Bet you didn't know today was Charles Dickens birthday. He was born in 1812.

Anyway, I've always appreciated his writing style and his brilliant wordsmithing. Very gifted writer. And just for fun, here are some of his quotes - from his well known works and a couple from his not-so-well known works. There's nothing "special" about any of these. I just enjoyed his writing style. Enjoy!

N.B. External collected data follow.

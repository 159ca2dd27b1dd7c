// Licensed to the Apache Software Foundation (ASF) under one
// or more contributor license agreements.  See the NOTICE file
// distributed with this work for additional information
// regarding copyright ownership.  The ASF licenses this file
// to you under the Apache License, Version 2.0 (the
// "License"); you may not use this file except in compliance
// with the License.  You may obtain a copy of the License at
//
//   http://www.apache.org/licenses/LICENSE-2.0
//
// Unless required by applicable law or agreed to in writing,
// software distributed under the License is distributed on an
// "AS IS" BASIS, WITHOUT WARRANTIES OR CONDITIONS OF ANY
// KIND, either express or implied.  See the License for the
// specific language governing permissions and limitations
// under the License.

//! ObjectStore key layout (spec.md section 6). Stable, part of the public
//! contract — do not reshuffle path segments without a migration plan.

pub fn raw_result(region: &str, instance_type: &str, job_id: &str, year: u32, month: u32, day: u32) -> String {
    format!("raw/{year:04}/{month:02}/{day:02}/{region}/{instance_type}/{job_id}.json")
}

pub fn processed_latest(kind: &str, instance_type: &str) -> String {
    format!("processed/latest/{kind}/{instance_type}.json")
}

pub fn processed_historical(date: &str, kind: &str, instance_type: &str) -> String {
    format!("processed/historical/{date}/{kind}/{instance_type}.json")
}

pub fn sentinel(job_id: &str) -> String {
    format!("sentinels/{job_id}.json")
}

pub fn journal_job(job_id: &str) -> String {
    format!("journal/jobs/{job_id}.json")
}

#[cfg(test)]
mod tests {
    use super::*;

    #[test]
    fn layout_matches_contract() {
        assert_eq!(
            raw_result("us-east-1", "m7i.large", "j1", 2026, 8, 1),
            "raw/2026/08/01/us-east-1/m7i.large/j1.json"
        );
        assert_eq!(processed_latest("stream", "m7i.large"), "processed/latest/stream/m7i.large.json");
        assert_eq!(
            processed_historical("2026-08-01", "stream", "m7i.large"),
            "processed/historical/2026-08-01/stream/m7i.large.json"
        );
        assert_eq!(sentinel("j1"), "sentinels/j1.json");
        assert_eq!(journal_job("j1"), "journal/jobs/j1.json");
    }
}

"Sadly, sadly, the sun rose; it rose upon no sadder sight than the man of good abilities and good emotions, incapable of their directed exercise, incapable of his own help and his own happiness, sensible of the blight on him, and resigning him-self to let it eat him away." ~ Tale of Two Cities

"You anticipate what I would say, though you cannot know how earnestly I say it, how earnestly I feel it, without knowing my secret heart, and the hopes and fears and anxieties with which it has long been laden. ...I love your daughter fondly, dearly, disinterestedly, devotedly. If ever there were love in the world, I love her. . . ." ~Tale of Two Cities

"There are some upon this earth of yours," returned the Spirit, "who lay claim to know us, and who do their deeds of passion, pride, ill-will, hatred, envy, bigotry, and selfishness in our name, who are as strange to us and all out kith and kin, as if they had never lived. Remember that, and charge their doings on themselves, not us." ~Christmas Carol

"At last, however, he began to think -- as you or I would have thought at first; for it is always the person not in the predicament who knows what ought to have been done in it, and would unquestionably have done it too . . ." ~Christmas Carol

"That was a memorable day to me, for it made great changes in me. But, it is the same with any life. Imagine one selected day struck out of it, and think how different its course would have been. Pause you who read this, and think for a moment of the long chain of iron or gold, of thorns or flowers, that would never have bound you, but for the formation of the first link on one memorable day." ~Great Expectations

"In a word, I was too cowardly to do what I knew to be right, as I had been too cowardly to avoid doing what I knew to be wrong." ~Great Expectations

"A silent look of affection and regard when all other eyes are turned coldly away--the consciousness that we possess the sympathy and affection of one being when all others have deserted us--is a hold, a stay, a comfort, in the deepest affliction, which no wealth could purchase, or power bestow." ~Pickwick Papers

"Long may it remain in this mixed world a point not easy of decision, which is the more beautiful evidence of the Almighty's goodness--the delicate fingers that are formed for sensitiveness and sympathy of touch, and made to minister to pain and grief, or the rough hard ... hand, that the heart teaches, guides, and softens in a moment!" ~Dombey and Son

"All the knives and forks were working away at a rate that was quite alarming; very few words were spoken; and everybody seemed to eat his utmost in self-defence, as if a famine were expected to set in before breakfast time to-morrow morning, and it had become high time to assert the first law of nature." ~Martin Chuzzlewit

2 comments:

Anonymous said...

he's a little chewy in his long running sentences for me. I feel like I will die of old age before he finally puts the period at the end of it. ;) Your brother Samuel is reading some of his works now. He read one at school and liked it so much he had me buy him a couple.

kate kiya said...

Charles Dickes is by far my favorite author! Thanks for the tribute. My favorite Dicekns quote is, ‘It's very much to be wished that some mothers would leave their daughters alone after marriage, and not be so violently affectionate. They seem to think the only return that can be made them for bringing an unfortunate young woman into the world. (God bless my soul, as if she asked to be brought, or wanted to come!) is full liberty to worry her out of it again.’